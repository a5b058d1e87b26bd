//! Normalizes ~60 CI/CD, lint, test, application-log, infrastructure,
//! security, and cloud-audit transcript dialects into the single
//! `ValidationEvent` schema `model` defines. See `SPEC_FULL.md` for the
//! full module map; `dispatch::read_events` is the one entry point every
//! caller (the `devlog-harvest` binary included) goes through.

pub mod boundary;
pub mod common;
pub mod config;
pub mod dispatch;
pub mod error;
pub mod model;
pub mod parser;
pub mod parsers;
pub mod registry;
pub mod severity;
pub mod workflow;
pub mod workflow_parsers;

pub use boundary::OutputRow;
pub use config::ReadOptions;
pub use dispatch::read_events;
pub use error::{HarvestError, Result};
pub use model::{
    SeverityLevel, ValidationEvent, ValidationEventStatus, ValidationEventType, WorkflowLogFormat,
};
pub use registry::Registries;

##############################

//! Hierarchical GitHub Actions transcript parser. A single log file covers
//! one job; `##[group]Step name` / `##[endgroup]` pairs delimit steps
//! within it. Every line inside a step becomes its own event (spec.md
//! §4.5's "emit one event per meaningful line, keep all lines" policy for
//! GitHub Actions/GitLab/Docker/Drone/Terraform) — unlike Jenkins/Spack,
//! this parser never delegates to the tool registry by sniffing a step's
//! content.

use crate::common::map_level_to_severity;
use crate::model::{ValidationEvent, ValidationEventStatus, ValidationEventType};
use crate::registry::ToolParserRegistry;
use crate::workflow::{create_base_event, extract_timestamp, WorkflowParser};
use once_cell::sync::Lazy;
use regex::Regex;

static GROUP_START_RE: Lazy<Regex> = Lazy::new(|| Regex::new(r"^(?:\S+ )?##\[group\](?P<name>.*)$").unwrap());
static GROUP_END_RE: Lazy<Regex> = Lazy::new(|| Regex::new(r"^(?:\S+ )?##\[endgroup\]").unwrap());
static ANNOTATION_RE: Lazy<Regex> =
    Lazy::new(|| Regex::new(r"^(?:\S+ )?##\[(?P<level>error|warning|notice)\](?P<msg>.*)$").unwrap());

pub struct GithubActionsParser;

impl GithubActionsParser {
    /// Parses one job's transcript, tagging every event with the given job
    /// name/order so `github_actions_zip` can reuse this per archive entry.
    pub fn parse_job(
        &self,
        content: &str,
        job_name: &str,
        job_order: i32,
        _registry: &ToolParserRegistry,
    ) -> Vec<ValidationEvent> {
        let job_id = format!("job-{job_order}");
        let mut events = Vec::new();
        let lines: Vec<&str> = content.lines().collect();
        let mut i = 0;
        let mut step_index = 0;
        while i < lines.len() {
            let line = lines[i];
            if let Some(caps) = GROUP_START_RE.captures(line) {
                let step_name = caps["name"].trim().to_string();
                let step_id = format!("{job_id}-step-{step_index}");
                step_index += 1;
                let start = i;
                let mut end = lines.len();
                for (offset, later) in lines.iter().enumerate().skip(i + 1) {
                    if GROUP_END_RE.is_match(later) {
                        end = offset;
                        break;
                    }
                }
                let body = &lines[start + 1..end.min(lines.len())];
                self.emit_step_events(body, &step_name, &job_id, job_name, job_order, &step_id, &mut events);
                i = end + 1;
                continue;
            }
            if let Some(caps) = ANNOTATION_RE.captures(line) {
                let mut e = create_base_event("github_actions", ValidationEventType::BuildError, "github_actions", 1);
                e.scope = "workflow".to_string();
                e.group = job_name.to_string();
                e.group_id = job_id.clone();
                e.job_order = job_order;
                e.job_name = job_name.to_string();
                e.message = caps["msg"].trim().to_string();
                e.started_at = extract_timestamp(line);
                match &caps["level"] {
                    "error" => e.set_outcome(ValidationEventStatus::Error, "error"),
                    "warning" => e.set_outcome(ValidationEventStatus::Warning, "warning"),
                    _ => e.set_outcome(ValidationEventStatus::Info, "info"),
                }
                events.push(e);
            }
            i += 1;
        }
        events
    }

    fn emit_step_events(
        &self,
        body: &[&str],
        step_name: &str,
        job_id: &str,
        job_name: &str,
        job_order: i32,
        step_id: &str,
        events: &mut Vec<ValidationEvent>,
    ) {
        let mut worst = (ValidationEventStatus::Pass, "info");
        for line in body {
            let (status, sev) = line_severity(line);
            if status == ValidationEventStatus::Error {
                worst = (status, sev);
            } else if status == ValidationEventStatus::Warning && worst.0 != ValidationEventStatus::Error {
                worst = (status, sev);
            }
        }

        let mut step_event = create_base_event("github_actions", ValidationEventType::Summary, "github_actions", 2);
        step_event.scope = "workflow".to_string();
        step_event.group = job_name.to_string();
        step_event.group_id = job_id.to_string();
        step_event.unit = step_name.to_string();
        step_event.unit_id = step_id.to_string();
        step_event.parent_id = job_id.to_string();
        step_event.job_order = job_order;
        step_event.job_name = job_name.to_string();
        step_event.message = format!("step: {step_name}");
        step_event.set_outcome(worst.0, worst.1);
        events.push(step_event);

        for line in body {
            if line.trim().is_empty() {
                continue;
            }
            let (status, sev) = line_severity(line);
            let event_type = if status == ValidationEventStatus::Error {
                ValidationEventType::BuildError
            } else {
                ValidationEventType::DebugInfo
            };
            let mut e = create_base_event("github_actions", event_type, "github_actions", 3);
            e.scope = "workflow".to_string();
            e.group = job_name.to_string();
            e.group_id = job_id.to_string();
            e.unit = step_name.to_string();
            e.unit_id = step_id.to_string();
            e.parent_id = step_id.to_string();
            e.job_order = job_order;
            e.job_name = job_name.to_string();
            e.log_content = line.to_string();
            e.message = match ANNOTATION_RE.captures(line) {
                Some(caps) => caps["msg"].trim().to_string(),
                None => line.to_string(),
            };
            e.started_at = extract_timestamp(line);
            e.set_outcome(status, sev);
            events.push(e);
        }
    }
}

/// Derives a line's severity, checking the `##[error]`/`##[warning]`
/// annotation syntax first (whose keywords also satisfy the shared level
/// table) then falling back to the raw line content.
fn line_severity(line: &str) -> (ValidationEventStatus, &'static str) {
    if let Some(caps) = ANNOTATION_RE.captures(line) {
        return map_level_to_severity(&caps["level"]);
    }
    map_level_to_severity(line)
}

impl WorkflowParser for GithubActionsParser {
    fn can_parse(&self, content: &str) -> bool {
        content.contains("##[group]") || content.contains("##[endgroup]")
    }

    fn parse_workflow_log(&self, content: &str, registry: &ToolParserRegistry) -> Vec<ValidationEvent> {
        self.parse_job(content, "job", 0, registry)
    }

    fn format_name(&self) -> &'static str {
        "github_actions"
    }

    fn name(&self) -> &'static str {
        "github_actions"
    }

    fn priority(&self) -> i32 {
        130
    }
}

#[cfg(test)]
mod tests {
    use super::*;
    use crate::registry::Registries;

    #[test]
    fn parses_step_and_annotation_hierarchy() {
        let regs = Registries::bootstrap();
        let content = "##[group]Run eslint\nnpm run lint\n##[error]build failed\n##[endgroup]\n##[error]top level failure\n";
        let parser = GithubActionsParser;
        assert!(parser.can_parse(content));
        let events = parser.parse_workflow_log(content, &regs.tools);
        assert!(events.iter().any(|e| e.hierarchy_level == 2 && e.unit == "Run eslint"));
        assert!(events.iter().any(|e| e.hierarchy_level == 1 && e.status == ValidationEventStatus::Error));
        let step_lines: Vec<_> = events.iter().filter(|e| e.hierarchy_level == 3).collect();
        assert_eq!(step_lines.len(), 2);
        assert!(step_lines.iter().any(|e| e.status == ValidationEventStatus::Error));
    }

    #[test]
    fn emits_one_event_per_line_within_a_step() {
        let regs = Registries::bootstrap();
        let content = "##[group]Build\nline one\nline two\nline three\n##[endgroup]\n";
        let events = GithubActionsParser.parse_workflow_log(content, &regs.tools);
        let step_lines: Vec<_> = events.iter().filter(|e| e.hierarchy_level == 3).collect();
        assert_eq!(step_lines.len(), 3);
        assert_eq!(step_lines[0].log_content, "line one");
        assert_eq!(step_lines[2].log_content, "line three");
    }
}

##############################

#### Activity
Find the lines above that contain the word "Regex" and collect them.

#### Task solution
use regex::Regex;
static GROUP_START_RE: Lazy<Regex> = Lazy::new(|| Regex::new(r"^(?:\S+ )?##\[group\](?P<name>.*)$").unwrap());
static GROUP_END_RE: Lazy<Regex> = Lazy::new(|| Regex::new(r"^(?:\S+ )?##\[endgroup\]").unwrap());
static ANNOTATION_RE: Lazy<Regex> =
    Lazy::new(|| Regex::new(r"^(?:\S+ )?##\[(?P<level>error|warning|notice)\](?P<msg>.*)$").unwrap());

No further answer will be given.